The White House says that IPAB “will help keep Medicare cost growth per enrollee affordable.” The nonpartisan Congressional Budget Office appears to feel differently; it has stated that “the IPAB mechanism will not affect Medicare spending during the 2011-2021 period.”

Not exactly a ringing endorsement of IPAB’s cost-cutting potential.

IPAB could also reduce seniors’ access to doctors. If the board cuts Medicare reimbursement rates, some doctors will refuse to take new patients–or even cease seeing existing ones. As a result, seniors may find themselves waiting much longer for an appointment– and receiving lower-quality care.

Further, if IPAB were to slash reimbursements to providers in Medicare’s prescription drug benefit, then patients would likely have fewer drug options. Drug benefit plans may institute restrictive formularies or reduce coverage for new treatments, so seniors could get stuck with yesterday’s medical technology.

It’s no wonder that many members of Congress are gunning to scrap IPAB. Rep. Phil Roe, R-Tenn., has introduced a bill–with bipartisan support–that would junk the board.

The president hopes to trim federal spending on prescription drugs in other ways, too. In his deficit-reduction proposal, he’s called on Medicare to “leverage [its] purchasing power” to secure better prices for drugs delivered through the Medicare Part D prescription drug benefit.

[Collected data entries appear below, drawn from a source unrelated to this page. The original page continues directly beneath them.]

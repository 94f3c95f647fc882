use mct_core::{
    engine::{resolve, Classification, WriteAccess},
    session::WriteFault,
    writer::{execute, execute_with_progress, Progress, WRITE_ATTEMPTS},
    Error, KeyMap, Position, SectorKeys,
};

mod helpers;
use helpers::*;

fn keys_for(sectors: &[u8]) -> KeyMap {
    sectors
        .iter()
        .map(|s| (*s, SectorKeys::new(Some(KEY_A), Some(KEY_B))))
        .collect()
}

#[test]
fn writes_in_sector_block_order() -> anyhow::Result<()> {
    init_logging();

    let dump = dump_with(&[(2, 4), (5, 4)]);
    let requested = [(5, 3), (2, 3), (5, 0), (2, 1), (2, 0)].map(|(s, b)| Position::new(s, b));
    let classification: Classification = requested
        .iter()
        .map(|p| (*p, WriteAccess::KeyAOrB))
        .collect();

    let plan = resolve(requested, &classification, &keys_for(&[2, 5]));

    let mut s = RecordingSession::new(16);
    let n = execute(&plan, &dump, &mut s)?;

    assert_eq!(n, 5);
    assert_eq!(s.written(), vec![(2, 0), (2, 1), (2, 3), (5, 0), (5, 3)]);

    // Payloads come from the dump
    for (p, data, key, _) in &s.writes {
        assert_eq!(data[0], (p.sector << 4) | p.block);
        assert_eq!(key, &KEY_A);
    }

    // Writer leaves the session open
    assert!(!s.closed);

    Ok(())
}

#[test]
fn trailer_written_after_sector_data() -> anyhow::Result<()> {
    let dump = dump_with(&[(1, 4)]);
    let classification: Classification = [
        (Position::new(1, 0), WriteAccess::KeyB),
        (Position::new(1, 1), WriteAccess::KeyB),
        (Position::new(1, 2), WriteAccess::KeyB),
        (Position::new(1, 3), WriteAccess::TrailerKeyB),
    ]
    .into_iter()
    .collect();

    let plan = resolve(dump.known_positions(), &classification, &keys_for(&[1]));

    let mut s = RecordingSession::new(16);
    execute(&plan, &dump, &mut s)?;

    assert_eq!(s.written().last(), Some(&(1, 3)));

    Ok(())
}

#[test]
fn retry_once_then_continue() -> anyhow::Result<()> {
    let dump = dump_with(&[(0, 4)]);
    let mut s = RecordingSession::new(16)
        .classify_all(&dump, WriteAccess::KeyA)
        .fail(Position::new(0, 1), 1);

    let plan = resolve(dump.known_positions(), &s.classification(), &keys_for(&[0]));
    let n = execute(&plan, &dump, &mut s)?;

    assert_eq!(n, 4);
    assert_eq!(s.written(), vec![(0, 0), (0, 1), (0, 1), (0, 2), (0, 3)]);

    Ok(())
}

#[test]
fn abort_on_failed_block() {
    init_logging();

    let dump = dump_with(&[(2, 4), (3, 4), (4, 4)]);
    let failed = Position::new(3, 1);
    let mut s = RecordingSession::new(16)
        .classify_all(&dump, WriteAccess::KeyAOrB)
        .fail(failed, WRITE_ATTEMPTS);

    let plan = resolve(
        dump.known_positions(),
        &s.classification(),
        &keys_for(&[2, 3, 4]),
    );

    let mut progress = vec![];
    let r = execute_with_progress(&plan, &dump, &mut s, |p| progress.push(p));

    assert_eq!(
        r,
        Err(Error::WriteFailed {
            sector: 3,
            block: 1,
            fault: WriteFault::Rejected
        })
    );
    assert_eq!(r.unwrap_err().failed_position(), Some(failed));

    // Everything before the failure was written, nothing after was attempted
    assert_eq!(
        s.written(),
        vec![(2, 0), (2, 1), (2, 2), (2, 3), (3, 0), (3, 1), (3, 1)]
    );
    assert_eq!(progress.len(), 5);
    assert_eq!(
        progress.last(),
        Some(&Progress {
            position: Position::new(3, 0),
            written: 5,
            total: 12,
        })
    );
}

#[test]
fn tag_lost() {
    let dump = dump_with(&[(0, 4)]);
    let mut s = RecordingSession::new(16).classify_all(&dump, WriteAccess::KeyA);
    let plan = resolve(dump.known_positions(), &s.classification(), &keys_for(&[0]));

    s.closed = true;
    let r = execute(&plan, &dump, &mut s);

    assert_eq!(
        r,
        Err(Error::WriteFailed {
            sector: 0,
            block: 0,
            fault: WriteFault::TagLost
        })
    );
    assert!(r.unwrap_err().is_tag_lost());
}

#[test]
fn empty_plan_writes_nothing() -> anyhow::Result<()> {
    let dump = dump_with(&[(0, 4)]);
    let plan = resolve([], &Classification::new(), &KeyMap::new());

    let mut s = RecordingSession::new(16);
    let n = execute(&plan, &dump, &mut s)?;

    assert_eq!(n, 0);
    assert!(s.writes.is_empty());

    Ok(())
}

#[test]
fn missing_payload_before_any_write() {
    let dump = dump_with(&[(0, 4)]);

    // Plan covers a sector absent from the dump
    let classification: Classification = [
        (Position::new(0, 0), WriteAccess::KeyA),
        (Position::new(7, 0), WriteAccess::KeyA),
    ]
    .into_iter()
    .collect();
    let plan = resolve(
        classification.iter().map(|(p, _)| p),
        &classification,
        &keys_for(&[0, 7]),
    );

    let mut s = RecordingSession::new(16);
    let r = execute(&plan, &dump, &mut s);

    assert_eq!(r, Err(Error::MissingPayload(Position::new(7, 0))));
    assert!(s.writes.is_empty());
}
// Copyright (c) 2022-2023 The MobileCoin Foundation

//! Background clone jobs
//!
//! Tag I/O is blocking, so the clone workflow runs on a single
//! [spawn_blocking][tokio::task::spawn_blocking] worker with progress
//! streamed back to the caller. Cancelling closes the shared session,
//! the next write then fails as [TagLost][mct_core::session::WriteFault::TagLost].

use std::sync::{
    atomic::{AtomicBool, Ordering},
    Arc, Mutex,
};

use log::{debug, info, warn};
use tokio::{sync::mpsc, task::JoinHandle};

use mct_core::{
    clone::{clone_dump, CloneOutcome},
    engine::Classification,
    session::{TagSession, WriteFault},
    writer::Progress,
    Block, Dump, Key, KeyMap, KeyType, Position,
};

use crate::Error;

/// Tag session shared between a [WriteJob] worker and its [Canceller]
///
/// The lock is held for each tag operation. Closing marks the session
/// closed without waiting on the lock, so a cancellation lands while a
/// write is in flight and every later operation fails as a lost tag.
pub struct SharedSession<S> {
    inner: Arc<Mutex<S>>,
    closed: Arc<AtomicBool>,
}

impl<S> Clone for SharedSession<S> {
    fn clone(&self) -> Self {
        Self {
            inner: self.inner.clone(),
            closed: self.closed.clone(),
        }
    }
}

impl<S> SharedSession<S> {
    pub fn new(session: S) -> Self {
        Self {
            inner: Arc::new(Mutex::new(session)),
            closed: Arc::new(AtomicBool::new(false)),
        }
    }

    /// Execute a closure with the underlying session, `None` if the
    /// worker panicked while holding the session
    pub fn with<R>(&self, f: impl FnOnce(&mut S) -> R) -> Option<R> {
        let mut s = self.inner.lock().ok()?;
        Some(f(&mut *s))
    }

    /// Check whether the session has been closed
    pub fn is_closed(&self) -> bool {
        self.closed.load(Ordering::SeqCst)
    }

    /// Execute a closure with the underlying session unless closed or poisoned
    fn with_open<R>(&self, f: impl FnOnce(&mut S) -> R) -> Option<R> {
        match self.is_closed() {
            true => None,
            false => self.with(f),
        }
    }
}

impl<S: TagSession> TagSession for SharedSession<S> {
    /// Reports `0` once closed or poisoned, which the clone workflow
    /// treats as a lost tag
    fn sector_count(&self) -> usize {
        self.with_open(|s| s.sector_count()).unwrap_or(0)
    }

    fn classify(
        &mut self,
        positions: &[Position],
        keys: &KeyMap,
    ) -> Result<Classification, mct_core::Error> {
        self.with_open(|s| s.classify(positions, keys))
            .unwrap_or(Err(mct_core::Error::TagLost))
    }

    fn write_block(
        &mut self,
        pos: Position,
        data: &Block,
        key: &Key,
        key_type: KeyType,
    ) -> Result<(), WriteFault> {
        self.with_open(|s| s.write_block(pos, data, key, key_type))
            .unwrap_or(Err(WriteFault::TagLost))
    }

    fn close(&mut self) {
        self.closed.store(true, Ordering::SeqCst);

        // Close the tag now if idle, otherwise the worker closes it on exit
        if let Ok(mut s) = self.inner.try_lock() {
            s.close();
        }
    }
}

/// Handle for cancelling a running [WriteJob]
pub struct Canceller<S> {
    session: SharedSession<S>,
}

impl<S: TagSession> Canceller<S> {
    /// Close the tag session, aborting the job at the next write
    pub fn cancel(&self) {
        info!("Cancelling write");
        self.session.clone().close();
    }
}

/// Clone running on a background worker
pub struct WriteJob<S> {
    session: SharedSession<S>,
    progress: mpsc::UnboundedReceiver<Progress>,
    handle: JoinHandle<Result<CloneOutcome, mct_core::Error>>,
}

impl<S: TagSession + Send + 'static> WriteJob<S> {
    /// Start writing `dump` to the tag with the provided keys.
    ///
    /// The session is closed once the clone completes or fails.
    pub fn spawn(session: S, dump: Arc<Dump>, keys: KeyMap) -> Self {
        let session = SharedSession::new(session);
        let (tx, rx) = mpsc::unbounded_channel();

        let mut s = session.clone();
        let handle = tokio::task::spawn_blocking(move || {
            let r = clone_dump(&dump, &keys, &mut s, |p| {
                debug!("Wrote {} ({}/{})", p.position, p.written, p.total);

                // Receiver may have been dropped, progress is best effort
                let _ = tx.send(p);
            });

            if let Err(e) = &r {
                warn!("Clone failed: {}", e);
            }

            s.close();
            r
        });

        Self {
            session,
            progress: rx,
            handle,
        }
    }

    /// Await the next progress update, `None` once the worker has exited
    pub async fn progress(&mut self) -> Option<Progress> {
        self.progress.recv().await
    }

    /// Fetch a handle to cancel this job
    pub fn canceller(&self) -> Canceller<S> {
        Canceller {
            session: self.session.clone(),
        }
    }

    /// Fetch the shared session (for inspection once the job completes)
    pub fn session(&self) -> SharedSession<S> {
        self.session.clone()
    }

    /// Wait for the job to complete
    pub async fn wait(self) -> Result<CloneOutcome, Error> {
        let r = self.handle.await??;
        Ok(r)
    }
}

The government purchases far more drugs than any other entity. So it can effectively dictate the price it will pay. Such price controls may seem like an effective way to cut spending–but they’ll actually reduce the supply of available drugs. Pharmaceutical firms will simply stop selling their wares if the government forces them to take a loss on every transaction.

Consider the drug benefit administered by the Department of Veterans Affairs. The VA pays about 40% less for prescription drugs than Medicare Part D, so many pundits have held it up as an example of how the feds can effectively rein in drug spending.

But the VA has only been able to deliver those savings by covering fewer drugs.

Health care economists Austin Frakt, Steve Pizer and Roger Feldman recently compared the VA’s drug benefit with Medicare Part D at the request of the Department of Veterans Affairs and the Robert Wood Johnson Foundation. They found that the average Medicare Part D plan covered 85 percent of the nation’s 200 most popular prescription drugs–while the VA formulary covered just 59% of those drugs.

That makes sense. The more comfortable benefit managers are saying “no,” the more success they’ll have demanding low drug prices. Patients, of course, will bear the downside–fewer choices.

Price controls will also discourage research into the next round of innovative therapies. Developing just one new medicine costs a drug company nearly $1.5 billion dollars. If investors fear that Medicare will refuse to cover new, expensive treatments, then they’ll simply refuse to fund the research and development needed to create new drugs.

Despite these destructive proposals, Obama’s deficit-reduction plan doesn’t even make much of a dent in the deficit. The bipartisan Committee for a Responsible Federal Budget crunched the numbers and concluded that the president’s proposal “falls short” of his own Fiscal Commission’s targets, as well as those set in the budget put forward by House Republicans.

In fact, President Obama’s plan would require the United States to borrow an additional $7 trillion over the next decade–$1.5 trillion more than the House plan and $1.7 trillion more than that proposed by the Fiscal Commission.

Make no mistake: Our leaders must get the deficit under control. But President Obama’s plan won’t do so–and it will wreak havoc on our health care system in the process.

Nothing contained in this blog is to be construed as necessarily reflecting the views of the Pacific Research Institute or as an attempt to thwart or aid the passage of any legislation.